◆ Your task
Across the entries below, how many lines contain the word "that"? Give the number alone.

Records from a collection
####
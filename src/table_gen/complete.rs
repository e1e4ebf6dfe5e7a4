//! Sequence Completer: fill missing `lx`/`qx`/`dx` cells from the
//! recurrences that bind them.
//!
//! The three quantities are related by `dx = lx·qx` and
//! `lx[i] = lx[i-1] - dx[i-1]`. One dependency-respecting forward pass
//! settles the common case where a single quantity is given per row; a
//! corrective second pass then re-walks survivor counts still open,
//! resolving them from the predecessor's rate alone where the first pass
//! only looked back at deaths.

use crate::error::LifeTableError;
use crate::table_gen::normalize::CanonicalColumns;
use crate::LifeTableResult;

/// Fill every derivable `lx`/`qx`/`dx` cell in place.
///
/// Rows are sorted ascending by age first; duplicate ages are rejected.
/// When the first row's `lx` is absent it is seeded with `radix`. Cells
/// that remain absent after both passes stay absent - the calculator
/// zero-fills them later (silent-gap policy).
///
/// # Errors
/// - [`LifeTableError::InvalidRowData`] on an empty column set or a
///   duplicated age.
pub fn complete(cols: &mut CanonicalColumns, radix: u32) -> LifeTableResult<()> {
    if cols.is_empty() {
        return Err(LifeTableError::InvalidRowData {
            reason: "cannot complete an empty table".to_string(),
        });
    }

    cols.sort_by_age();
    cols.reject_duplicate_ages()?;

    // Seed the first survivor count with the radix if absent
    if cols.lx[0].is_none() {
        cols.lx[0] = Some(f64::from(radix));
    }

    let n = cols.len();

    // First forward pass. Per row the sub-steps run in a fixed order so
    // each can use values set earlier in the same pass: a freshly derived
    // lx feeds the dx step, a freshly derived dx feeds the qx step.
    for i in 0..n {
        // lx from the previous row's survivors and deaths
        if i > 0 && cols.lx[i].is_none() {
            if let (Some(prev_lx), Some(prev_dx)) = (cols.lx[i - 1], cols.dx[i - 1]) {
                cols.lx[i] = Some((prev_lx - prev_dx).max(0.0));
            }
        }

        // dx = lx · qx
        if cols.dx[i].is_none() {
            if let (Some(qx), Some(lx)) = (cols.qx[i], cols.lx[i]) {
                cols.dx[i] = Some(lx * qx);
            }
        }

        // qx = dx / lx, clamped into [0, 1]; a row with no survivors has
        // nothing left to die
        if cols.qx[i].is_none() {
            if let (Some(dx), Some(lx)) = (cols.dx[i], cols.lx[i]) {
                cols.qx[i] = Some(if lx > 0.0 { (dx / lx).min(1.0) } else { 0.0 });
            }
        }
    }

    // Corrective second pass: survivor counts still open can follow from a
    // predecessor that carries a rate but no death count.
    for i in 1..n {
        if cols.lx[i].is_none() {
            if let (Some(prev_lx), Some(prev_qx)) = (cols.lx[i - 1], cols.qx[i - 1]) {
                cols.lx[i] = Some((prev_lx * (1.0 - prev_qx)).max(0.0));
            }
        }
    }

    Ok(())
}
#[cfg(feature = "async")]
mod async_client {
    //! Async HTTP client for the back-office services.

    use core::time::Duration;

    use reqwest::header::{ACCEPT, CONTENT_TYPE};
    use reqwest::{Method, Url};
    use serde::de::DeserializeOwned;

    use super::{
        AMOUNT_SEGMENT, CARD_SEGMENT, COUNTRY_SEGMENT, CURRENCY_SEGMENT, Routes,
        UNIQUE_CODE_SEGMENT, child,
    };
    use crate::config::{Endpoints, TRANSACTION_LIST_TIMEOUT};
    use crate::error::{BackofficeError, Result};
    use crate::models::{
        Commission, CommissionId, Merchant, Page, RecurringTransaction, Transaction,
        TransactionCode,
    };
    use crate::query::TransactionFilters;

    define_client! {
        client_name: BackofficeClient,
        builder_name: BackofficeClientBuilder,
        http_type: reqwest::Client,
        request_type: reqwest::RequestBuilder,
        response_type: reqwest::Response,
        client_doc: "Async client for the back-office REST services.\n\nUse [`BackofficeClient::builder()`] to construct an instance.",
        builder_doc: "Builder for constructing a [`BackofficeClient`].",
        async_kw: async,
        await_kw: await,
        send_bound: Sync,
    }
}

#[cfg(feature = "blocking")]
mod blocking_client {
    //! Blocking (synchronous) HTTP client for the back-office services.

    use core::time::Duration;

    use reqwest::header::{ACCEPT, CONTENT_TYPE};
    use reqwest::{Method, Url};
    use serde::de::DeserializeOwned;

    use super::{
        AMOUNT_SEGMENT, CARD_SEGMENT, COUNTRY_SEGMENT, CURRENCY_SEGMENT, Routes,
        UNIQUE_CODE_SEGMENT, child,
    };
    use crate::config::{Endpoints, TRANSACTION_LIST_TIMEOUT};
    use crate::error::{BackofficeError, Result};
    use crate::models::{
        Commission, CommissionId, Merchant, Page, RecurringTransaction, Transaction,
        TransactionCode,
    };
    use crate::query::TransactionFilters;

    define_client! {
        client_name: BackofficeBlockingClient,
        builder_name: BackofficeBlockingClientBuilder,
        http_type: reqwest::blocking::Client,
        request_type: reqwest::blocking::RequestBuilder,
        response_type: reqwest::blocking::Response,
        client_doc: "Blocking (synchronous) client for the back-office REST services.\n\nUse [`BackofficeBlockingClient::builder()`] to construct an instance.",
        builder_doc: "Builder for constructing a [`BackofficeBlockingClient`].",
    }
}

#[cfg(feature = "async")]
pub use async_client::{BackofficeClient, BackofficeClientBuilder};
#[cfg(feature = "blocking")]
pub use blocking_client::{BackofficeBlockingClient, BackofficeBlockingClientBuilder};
####
◆ Exercise output
3